(Stored entries)
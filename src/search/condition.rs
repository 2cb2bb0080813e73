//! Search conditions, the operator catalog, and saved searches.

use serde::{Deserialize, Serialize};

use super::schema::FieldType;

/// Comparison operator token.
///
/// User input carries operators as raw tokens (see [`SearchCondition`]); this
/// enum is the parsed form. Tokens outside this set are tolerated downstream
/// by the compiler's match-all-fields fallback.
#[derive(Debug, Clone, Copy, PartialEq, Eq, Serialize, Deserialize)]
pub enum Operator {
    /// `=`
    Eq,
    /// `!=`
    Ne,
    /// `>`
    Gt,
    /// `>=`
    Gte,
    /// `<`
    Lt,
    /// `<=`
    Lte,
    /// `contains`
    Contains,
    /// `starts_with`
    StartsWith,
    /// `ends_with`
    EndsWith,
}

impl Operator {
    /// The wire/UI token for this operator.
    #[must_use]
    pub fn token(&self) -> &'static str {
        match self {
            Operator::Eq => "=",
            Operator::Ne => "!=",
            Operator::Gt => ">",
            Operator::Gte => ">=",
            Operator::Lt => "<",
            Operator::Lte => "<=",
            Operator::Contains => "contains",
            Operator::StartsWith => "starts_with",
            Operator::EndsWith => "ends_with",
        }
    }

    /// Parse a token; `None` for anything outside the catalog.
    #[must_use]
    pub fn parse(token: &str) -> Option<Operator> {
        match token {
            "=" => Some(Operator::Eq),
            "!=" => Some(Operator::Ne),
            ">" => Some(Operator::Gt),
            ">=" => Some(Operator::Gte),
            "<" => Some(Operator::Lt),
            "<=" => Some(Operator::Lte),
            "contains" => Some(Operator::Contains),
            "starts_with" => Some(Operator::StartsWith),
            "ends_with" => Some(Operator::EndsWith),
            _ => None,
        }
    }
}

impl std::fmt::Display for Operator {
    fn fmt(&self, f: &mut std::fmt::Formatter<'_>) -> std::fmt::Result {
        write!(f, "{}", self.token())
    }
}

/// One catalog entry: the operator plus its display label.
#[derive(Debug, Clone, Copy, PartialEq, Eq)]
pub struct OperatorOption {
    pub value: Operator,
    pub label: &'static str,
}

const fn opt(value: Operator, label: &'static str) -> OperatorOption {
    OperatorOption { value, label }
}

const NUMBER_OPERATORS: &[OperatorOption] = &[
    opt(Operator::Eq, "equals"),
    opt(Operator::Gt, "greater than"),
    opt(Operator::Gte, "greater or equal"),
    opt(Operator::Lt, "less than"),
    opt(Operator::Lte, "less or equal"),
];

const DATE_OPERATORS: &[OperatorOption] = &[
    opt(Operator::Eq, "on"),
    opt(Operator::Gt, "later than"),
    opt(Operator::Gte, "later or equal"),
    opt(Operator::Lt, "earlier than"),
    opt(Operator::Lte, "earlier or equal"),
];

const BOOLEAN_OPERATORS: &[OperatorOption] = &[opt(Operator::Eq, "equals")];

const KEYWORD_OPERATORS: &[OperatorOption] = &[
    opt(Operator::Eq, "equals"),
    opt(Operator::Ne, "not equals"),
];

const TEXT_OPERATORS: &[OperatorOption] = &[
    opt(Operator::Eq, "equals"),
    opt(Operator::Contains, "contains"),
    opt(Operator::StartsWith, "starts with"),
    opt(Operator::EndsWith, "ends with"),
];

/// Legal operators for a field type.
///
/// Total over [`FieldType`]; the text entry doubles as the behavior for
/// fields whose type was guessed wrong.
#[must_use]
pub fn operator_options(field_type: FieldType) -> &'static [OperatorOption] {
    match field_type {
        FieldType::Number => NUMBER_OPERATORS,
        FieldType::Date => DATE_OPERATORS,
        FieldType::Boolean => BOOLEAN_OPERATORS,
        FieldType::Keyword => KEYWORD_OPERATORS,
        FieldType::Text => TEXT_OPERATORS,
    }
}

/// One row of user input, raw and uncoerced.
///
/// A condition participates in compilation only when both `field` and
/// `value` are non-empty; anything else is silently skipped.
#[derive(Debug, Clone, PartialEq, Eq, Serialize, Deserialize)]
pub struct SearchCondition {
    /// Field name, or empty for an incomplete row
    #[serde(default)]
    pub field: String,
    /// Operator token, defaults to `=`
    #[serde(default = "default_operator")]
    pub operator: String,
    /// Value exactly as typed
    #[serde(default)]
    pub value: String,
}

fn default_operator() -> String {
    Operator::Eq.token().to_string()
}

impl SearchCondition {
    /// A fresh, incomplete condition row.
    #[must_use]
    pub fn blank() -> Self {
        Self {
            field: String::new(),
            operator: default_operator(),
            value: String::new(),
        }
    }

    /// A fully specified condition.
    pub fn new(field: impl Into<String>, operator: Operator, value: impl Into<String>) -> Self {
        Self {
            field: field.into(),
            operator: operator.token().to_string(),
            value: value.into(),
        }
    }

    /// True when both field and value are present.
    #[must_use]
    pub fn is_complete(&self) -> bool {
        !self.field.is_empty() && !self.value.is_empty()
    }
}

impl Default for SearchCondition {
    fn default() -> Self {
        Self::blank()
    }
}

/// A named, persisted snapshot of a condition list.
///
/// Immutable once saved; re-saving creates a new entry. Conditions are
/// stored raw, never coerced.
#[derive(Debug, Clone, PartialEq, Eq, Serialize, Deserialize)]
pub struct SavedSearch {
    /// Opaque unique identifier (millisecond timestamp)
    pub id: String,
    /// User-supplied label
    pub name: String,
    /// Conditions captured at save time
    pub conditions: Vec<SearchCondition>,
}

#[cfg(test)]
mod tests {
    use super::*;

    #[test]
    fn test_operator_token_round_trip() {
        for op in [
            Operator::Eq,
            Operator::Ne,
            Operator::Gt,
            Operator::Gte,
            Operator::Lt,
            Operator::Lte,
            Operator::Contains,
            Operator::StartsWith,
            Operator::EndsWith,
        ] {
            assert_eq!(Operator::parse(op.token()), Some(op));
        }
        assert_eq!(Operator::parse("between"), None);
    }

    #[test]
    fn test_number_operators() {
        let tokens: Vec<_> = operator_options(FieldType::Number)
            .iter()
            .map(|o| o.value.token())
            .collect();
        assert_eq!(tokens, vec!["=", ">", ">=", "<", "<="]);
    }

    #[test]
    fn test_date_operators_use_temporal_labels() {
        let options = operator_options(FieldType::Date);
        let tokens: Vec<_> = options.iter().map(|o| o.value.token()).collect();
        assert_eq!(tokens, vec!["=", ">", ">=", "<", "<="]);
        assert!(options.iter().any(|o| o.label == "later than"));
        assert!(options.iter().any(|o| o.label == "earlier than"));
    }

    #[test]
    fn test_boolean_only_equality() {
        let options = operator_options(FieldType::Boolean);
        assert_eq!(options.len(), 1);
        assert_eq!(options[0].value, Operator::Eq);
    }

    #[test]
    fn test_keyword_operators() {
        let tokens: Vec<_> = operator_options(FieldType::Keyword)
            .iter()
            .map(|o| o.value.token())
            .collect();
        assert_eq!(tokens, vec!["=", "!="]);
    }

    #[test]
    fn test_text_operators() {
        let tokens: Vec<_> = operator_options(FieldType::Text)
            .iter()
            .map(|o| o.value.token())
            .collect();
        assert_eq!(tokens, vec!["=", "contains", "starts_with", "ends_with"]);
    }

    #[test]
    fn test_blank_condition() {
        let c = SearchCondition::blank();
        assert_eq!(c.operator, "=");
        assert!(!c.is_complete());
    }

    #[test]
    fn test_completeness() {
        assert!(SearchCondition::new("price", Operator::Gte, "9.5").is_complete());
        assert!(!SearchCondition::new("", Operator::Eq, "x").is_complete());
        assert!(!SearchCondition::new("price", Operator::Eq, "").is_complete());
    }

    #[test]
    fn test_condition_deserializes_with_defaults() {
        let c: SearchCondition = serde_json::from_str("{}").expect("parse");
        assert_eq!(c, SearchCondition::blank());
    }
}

...

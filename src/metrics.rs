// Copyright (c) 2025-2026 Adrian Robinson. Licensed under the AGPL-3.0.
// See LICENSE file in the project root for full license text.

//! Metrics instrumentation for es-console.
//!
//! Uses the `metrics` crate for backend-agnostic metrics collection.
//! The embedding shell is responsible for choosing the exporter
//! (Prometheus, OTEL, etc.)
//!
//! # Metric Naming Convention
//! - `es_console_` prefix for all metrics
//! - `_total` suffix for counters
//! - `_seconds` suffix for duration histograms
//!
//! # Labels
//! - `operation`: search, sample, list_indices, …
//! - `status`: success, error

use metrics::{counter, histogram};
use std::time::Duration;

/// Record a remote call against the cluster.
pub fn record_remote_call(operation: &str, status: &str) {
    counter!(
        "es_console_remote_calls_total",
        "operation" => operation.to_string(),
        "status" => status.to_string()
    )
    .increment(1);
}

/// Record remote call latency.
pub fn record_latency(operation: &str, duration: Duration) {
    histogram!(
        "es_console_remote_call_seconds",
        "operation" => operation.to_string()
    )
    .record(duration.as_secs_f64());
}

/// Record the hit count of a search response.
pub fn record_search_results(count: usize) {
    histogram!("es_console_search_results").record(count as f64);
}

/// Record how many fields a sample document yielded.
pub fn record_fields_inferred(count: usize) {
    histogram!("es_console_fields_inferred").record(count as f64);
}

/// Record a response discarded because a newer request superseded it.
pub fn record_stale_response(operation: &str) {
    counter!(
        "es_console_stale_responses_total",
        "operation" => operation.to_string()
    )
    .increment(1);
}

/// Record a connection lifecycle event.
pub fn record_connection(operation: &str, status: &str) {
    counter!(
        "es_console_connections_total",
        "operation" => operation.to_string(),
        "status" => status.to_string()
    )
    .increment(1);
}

**WORK TO COMPLETE:**
Which lines of the data above contain the string "this"? Copy each of them.

**TASK RESULT:**
/// User input carries operators as raw tokens (see [`SearchCondition`]); this
/// enum is the parsed form. Tokens outside this set are tolerated downstream
    /// The wire/UI token for this operator.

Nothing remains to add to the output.